====== Extracted records ======

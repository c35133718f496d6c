//! Shared fixtures for integration tests
//!
//! In-memory record store plus hand-written collaborator fakes whose
//! behavior each test chooses.

#![allow(dead_code)]

use async_trait::async_trait;
use jobprep_server::db::{RecordStore, SqliteRecordStore};
use jobprep_server::models::{JobReportId, NewJobReport};
use jobprep_server::services::{
    JobReportService, PipelineTrigger, PresignedDownload, PresignedUpload, ReportCheck, ReportChecker,
    UploadBatch, UploadSlot, UpstreamError, UrlSigner,
};
use std::collections::HashSet;
use std::sync::atomic::{AtomicUsize, Ordering};
use std::sync::{Arc, Mutex};
use std::time::Duration;

pub const REPORT_CHECK_TIMEOUT: Duration = Duration::from_millis(200);

pub const VALID_DESCRIPTION: &str =
    "Build and operate data pipelines for the analytics platform, owning reliability and on-call.";

/// Store over a fresh in-memory database
pub async fn memory_store() -> Arc<SqliteRecordStore> {
    let pool = jobprep_common::db::init_memory_database().await.unwrap();
    Arc::new(SqliteRecordStore::new(pool, 1000))
}

/// Store over a WAL database file with several pooled connections
pub async fn file_store(dir: &std::path::Path) -> Arc<SqliteRecordStore> {
    let settings = jobprep_common::db::PoolSettings {
        max_connections: 8,
        ..jobprep_common::db::PoolSettings::default()
    };
    let pool = jobprep_common::db::init_database(&dir.join("jobprep.db"), &settings)
        .await
        .unwrap();
    Arc::new(SqliteRecordStore::new(pool, 5000))
}

pub fn new_job_report(company: &str) -> NewJobReport {
    NewJobReport {
        company: company.to_string(),
        title: "Data Engineer".to_string(),
        description: VALID_DESCRIPTION.to_string(),
        callback_url: "https://app.example/callback".to_string(),
    }
}

/// Insert an audio row with an explicit (possibly null) creation time
pub async fn insert_audio_at(
    store: &SqliteRecordStore,
    job_report_id: JobReportId,
    storage_path: &str,
    created_at: Option<&str>,
) {
    sqlx::query(
        "INSERT INTO audio_files (job_report_id, storage_path, file_name, created_at) VALUES (?, ?, ?, ?)",
    )
    .bind(job_report_id)
    .bind(storage_path)
    .bind(storage_path.rsplit('/').next().unwrap_or(storage_path))
    .bind(created_at)
    .execute(store.pool())
    .await
    .unwrap();
}

pub fn signed_url_for(storage_path: &str) -> String {
    format!("https://signed.example/{}?sig=test", storage_path)
}

/// Signer that fails for chosen storage paths
#[derive(Default)]
pub struct FakeSigner {
    pub failing_paths: HashSet<String>,
    pub download_calls: AtomicUsize,
    pub upload_fails: bool,
}

impl FakeSigner {
    pub fn failing(paths: &[&str]) -> Self {
        Self {
            failing_paths: paths.iter().map(|p| p.to_string()).collect(),
            ..Self::default()
        }
    }

    pub fn download_call_count(&self) -> usize {
        self.download_calls.load(Ordering::SeqCst)
    }
}

#[async_trait]
impl UrlSigner for FakeSigner {
    async fn sign_download(&self, storage_path: &str) -> Result<PresignedDownload, UpstreamError> {
        self.download_calls.fetch_add(1, Ordering::SeqCst);
        if self.failing_paths.contains(storage_path) {
            return Err(UpstreamError::Status(500, "signing backend error".to_string()));
        }
        Ok(PresignedDownload {
            url: signed_url_for(storage_path),
            expires_in_secs: 3600,
        })
    }

    async fn sign_upload(&self, session_id: &str, filename: &str) -> Result<PresignedUpload, UpstreamError> {
        if self.upload_fails {
            return Err(UpstreamError::Network("connection refused".to_string()));
        }
        Ok(PresignedUpload {
            session_id: session_id.to_string(),
            presigned_url: format!("https://upload.example/{}/{}", session_id, filename),
            s3_key: format!("sessions/{}/{}", session_id, filename),
            expires_in: 3600,
        })
    }

    async fn sign_upload_batch(&self, job_report_id: JobReportId, count: u32) -> Result<UploadBatch, UpstreamError> {
        let session_id = format!("batch-{}", job_report_id);
        let upload_urls = (1..=count)
            .map(|question_index| UploadSlot {
                question_index,
                presigned_url: format!("https://upload.example/{}/q{}", session_id, question_index),
                s3_key: format!("sessions/{}/q{}.mp3", session_id, question_index),
            })
            .collect();
        Ok(UploadBatch {
            session_id,
            upload_urls,
            expires_in: 3600,
        })
    }
}

/// What the fake pipeline answers on submission
#[derive(Clone)]
pub enum TriggerBehavior {
    Session(String),
    NoSession,
    Fail,
}

pub struct FakeTrigger {
    behavior: TriggerBehavior,
    pub submissions: Mutex<Vec<(String, String, JobReportId)>>,
}

impl FakeTrigger {
    pub fn new(behavior: TriggerBehavior) -> Self {
        Self {
            behavior,
            submissions: Mutex::new(Vec::new()),
        }
    }
}

#[async_trait]
impl PipelineTrigger for FakeTrigger {
    async fn submit(
        &self,
        job_info: &str,
        callback_url: &str,
        job_report_id: JobReportId,
    ) -> Result<Option<String>, UpstreamError> {
        self.submissions
            .lock()
            .unwrap()
            .push((job_info.to_string(), callback_url.to_string(), job_report_id));

        match &self.behavior {
            TriggerBehavior::Session(s) => Ok(Some(s.clone())),
            TriggerBehavior::NoSession => Ok(None),
            TriggerBehavior::Fail => Err(UpstreamError::Status(503, "pipeline down".to_string())),
        }
    }
}

/// What the fake report checker answers
#[derive(Clone)]
pub enum CheckBehavior {
    Ready(String),
    NotReady,
    Fail,
    /// Sleep well past [`REPORT_CHECK_TIMEOUT`]
    Hang,
}

pub struct FakeChecker {
    behavior: CheckBehavior,
    pub calls: AtomicUsize,
}

impl FakeChecker {
    pub fn new(behavior: CheckBehavior) -> Self {
        Self {
            behavior,
            calls: AtomicUsize::new(0),
        }
    }

    pub fn call_count(&self) -> usize {
        self.calls.load(Ordering::SeqCst)
    }
}

#[async_trait]
impl ReportChecker for FakeChecker {
    async fn check_report(&self, _session_id: &str) -> Result<ReportCheck, UpstreamError> {
        self.calls.fetch_add(1, Ordering::SeqCst);
        match &self.behavior {
            CheckBehavior::Ready(url) => Ok(ReportCheck::Ready(url.clone())),
            CheckBehavior::NotReady => Ok(ReportCheck::NotReady),
            CheckBehavior::Fail => Err(UpstreamError::Network("connection reset".to_string())),
            CheckBehavior::Hang => {
                tokio::time::sleep(REPORT_CHECK_TIMEOUT * 10).await;
                Ok(ReportCheck::Ready("https://too.late/report".to_string()))
            }
        }
    }
}

/// Engine wired to the given fakes, with handles kept for assertions
pub struct TestEngine {
    pub store: Arc<SqliteRecordStore>,
    pub signer: Arc<FakeSigner>,
    pub trigger: Arc<FakeTrigger>,
    pub checker: Option<Arc<FakeChecker>>,
    pub service: JobReportService,
}

pub async fn engine_with(signer: FakeSigner, trigger: TriggerBehavior, checker: Option<CheckBehavior>) -> TestEngine {
    engine_on_store(memory_store().await, signer, trigger, checker)
}

pub fn engine_on_store(
    store: Arc<SqliteRecordStore>,
    signer: FakeSigner,
    trigger: TriggerBehavior,
    checker: Option<CheckBehavior>,
) -> TestEngine {
    let signer = Arc::new(signer);
    let trigger = Arc::new(FakeTrigger::new(trigger));
    let checker = checker.map(|b| Arc::new(FakeChecker::new(b)));

    let report_checker: Option<Arc<dyn ReportChecker>> = match &checker {
        Some(c) => Some(c.clone()),
        None => None,
    };

    let service = JobReportService::new(
        store.clone(),
        signer.clone(),
        trigger.clone(),
        report_checker,
        REPORT_CHECK_TIMEOUT,
    );

    TestEngine {
        store,
        signer,
        trigger,
        checker,
        service,
    }
}

pub async fn default_engine() -> TestEngine {
    engine_with(
        FakeSigner::default(),
        TriggerBehavior::Session("sess-1".to_string()),
        Some(CheckBehavior::NotReady),
    )
    .await
}

/// Create a job report directly in the store, optionally linked to a session
pub async fn seed_job_report(engine: &TestEngine, session_id: Option<&str>) -> JobReportId {
    let id = engine
        .store
        .create_job_report(&new_job_report("Acme Corp"))
        .await
        .unwrap();
    if let Some(session_id) = session_id {
        engine.store.update_session_id(id, session_id).await.unwrap();
    }
    id
}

======

» What to do:
For each line of the listing that holds the word "AtomicUsize", show that line.

» Answer to this problem:
use std::sync::atomic::{AtomicUsize, Ordering};
    pub download_calls: AtomicUsize,
    pub calls: AtomicUsize,
            calls: AtomicUsize::new(0),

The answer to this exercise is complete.